Reflecting on 30…

Ok so to be fair I am going to spend a few days on this whole “I am 30 check me out!” train. But I will get off of it soon. I am simply enjoying the reflection.

If I could think of one thing I have learned over the last decade I would sum it up in one word: Value.

I feel like I am starting to truly understand the value of things. Of hard work. Of money. Of friends. Of family.

Let’s start with a simple example. In my early 20’s, the summer would come a round, I would find myself squinting through the sun’s harsh rays and decided I needed to buy some sunglasses. And since I am a child born into a nation of consumers, I didn’t just want any old pair of  shades, but I wanted nice shades. Fancy sunblockers. Because lets face it glasses are one of the easiest way to acquire high-end designer duds. And we have all been taught that owning designer things makes us cool, desireable and successful.  So we have to have them. Therefore I would go to a store, and buy some expensive brand name sunnies and then I would lose them a week later. Or I would break them.  Or a combination thereof. I would bemoan the loss/death of my beloved designer glasses for about five minutes, and then I would shrug my shoulders and move on with my life. Because at the end of the day I didn’t value the nice things I owned, I didn’t value the money that went into purchasing them and I didn’t value the work that was put into acquiring them.

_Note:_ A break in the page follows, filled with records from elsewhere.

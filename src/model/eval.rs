/*
MIT License

Copyright (c) 2026 Raja Lehtihet and Wael El Oraiby

Permission is hereby granted, free of charge, to any person obtaining a copy
of this software and associated documentation files (the "Software"), to deal
in the Software without restriction, including without limitation the rights
to use, copy, modify, merge, publish, distribute, sublicense, and/or sell
copies of the Software, and to permit persons to whom the Software is
furnished to do so, subject to the following conditions:

The above copyright notice and this permission notice shall be included in all
copies or substantial portions of the Software.

THE SOFTWARE IS PROVIDED "AS IS", WITHOUT WARRANTY OF ANY KIND, EXPRESS OR
IMPLIED, INCLUDING BUT NOT LIMITED TO THE WARRANTIES OF MERCHANTABILITY,
FITNESS FOR A PARTICULAR PURPOSE AND NONINFRINGEMENT. IN NO EVENT SHALL THE
AUTHORS OR COPYRIGHT HOLDERS BE LIABLE FOR ANY CLAIM, DAMAGES OR OTHER
LIABILITY, WHETHER IN AN ACTION OF CONTRACT, TORT OR OTHERWISE, ARISING FROM,
OUT OF OR IN CONNECTION WITH THE SOFTWARE OR THE USE OR OTHER DEALINGS IN THE
SOFTWARE.
*/

//! Direct evaluation of expressions and constraints.

use crate::ast::{Constraint, Expr};

use super::{Env, EvalError};

impl Expr {
    /// Evaluates this expression with checked `i64` arithmetic.
    pub fn eval(&self, env: &Env) -> Result<i64, EvalError> {
        match self {
            Expr::Const(value) => Ok(*value),
            Expr::Var(name) => env
                .get(name)
                .copied()
                .ok_or_else(|| EvalError::UnboundVariable(name.clone())),
            Expr::Plus(l, r) => self.apply(l, r, env, i64::checked_add),
            Expr::Minus(l, r) => self.apply(l, r, env, i64::checked_sub),
            Expr::Times(l, r) => self.apply(l, r, env, i64::checked_mul),
        }
    }

    fn apply(
        &self,
        left: &Expr,
        right: &Expr,
        env: &Env,
        op: fn(i64, i64) -> Option<i64>,
    ) -> Result<i64, EvalError> {
        let (left, right) = (left.eval(env)?, right.eval(env)?);
        op(left, right).ok_or_else(|| EvalError::Overflow(self.to_string()))
    }
}

impl Constraint {
    /// Evaluates this constraint. `and`/`or` short-circuit left to right.
    pub fn holds(&self, env: &Env) -> Result<bool, EvalError> {
        match self {
            Constraint::Equal(l, r) => Ok(l.eval(env)? == r.eval(env)?),
            Constraint::LessThan(l, r) => Ok(l.eval(env)? < r.eval(env)?),
            Constraint::GreaterThan(l, r) => Ok(l.eval(env)? > r.eval(env)?),
            Constraint::And(l, r) => Ok(l.holds(env)? && r.holds(env)?),
            Constraint::Or(l, r) => Ok(l.holds(env)? || r.holds(env)?),
        }
    }
}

And in the attempt to be totally transparent, many times these la de da sunglasses were purchased from my parents pocketbooks. So not only was I devaluing my own possessions/time/money, but I was devaluing my parents as well.

Sorry Mom and Dad. I hope you can forgive me.

Somewhere in the middle of the decade I realized that I clearly was not mature/cool enough to have fancy frames anymore. I had learned that I couldn’t hold onto a pair for more than two seconds and relegated myself to purchasing cheap frames where if I lost them (which I inevitably would) it wouldn’t be a big deal and I could easily replace them.

So now I am starting to grasp a few things

1)   When you spend a large sum of money on an item you should respect it, the money that went into it, and take care of it. (which I apparently couldn’t do yet)

2)   I clearly don’t respect nice things yet, so I shouldn’t have them (see, I am gaining some personal insight-rock on mid-twenties!)

3)   I no longer feel beholden to designers for my own self worth. I am just as happy wearing five buck chucks (I just made that up, that isn’t a real thing…is it?)

So I spent a few years wisely staying away from nice sunnies. I wasn’t ready for them, and I know was mature enough to know this.

Then as the years ticked by amazing things started to happen: I learned how to keep a personal budget. I began to pick up extra work in order to save up for things I wanted.   I began to take pride it the things  I owned.

And you know what? It was kinda awesome.

This brings us to a few months ago: Summer 2012 the final summer of my twenties and I needed some new shades. Not because my old ones had been displaced or destroyed, but because this girl had managed to retain her bargain brand sunglasses for an(!) entire(!) year(!).  It was time for an upgrade.

After some searching and deliberating I purchased a new pair of sunglasses. A classic shape from a classic brand. A pair that, as long as I took care of them, could be with me for a while.

And I am pleased to report that as of right now they are still with me (Knock! On! Wood!)  I still have their case. I put them away at night. I take pride in having them.

Designer sunglasses aside, that is just a small example of what I mean when I talk about understanding value. I have begun to value the people in my life more. My family more. My husband more. My time, health and well-being more. Learning this lesson has intrinsically changed way the I view the world.

It’s as if I am….wait for it…. looking at the world through a new set of glasses.  (It was a cheap shot but I had to take it!)

But to be clear,  I still can’t seem to put my clothes in a hamper, use up all the vegetables in the fridge before they spoil, or floss daily. So there’s that.

Just lounging in my new shades with a glorious vineyard in the background. Like you do.

Just lounging in my new shades with a glorious vineyard in the background. Like you do.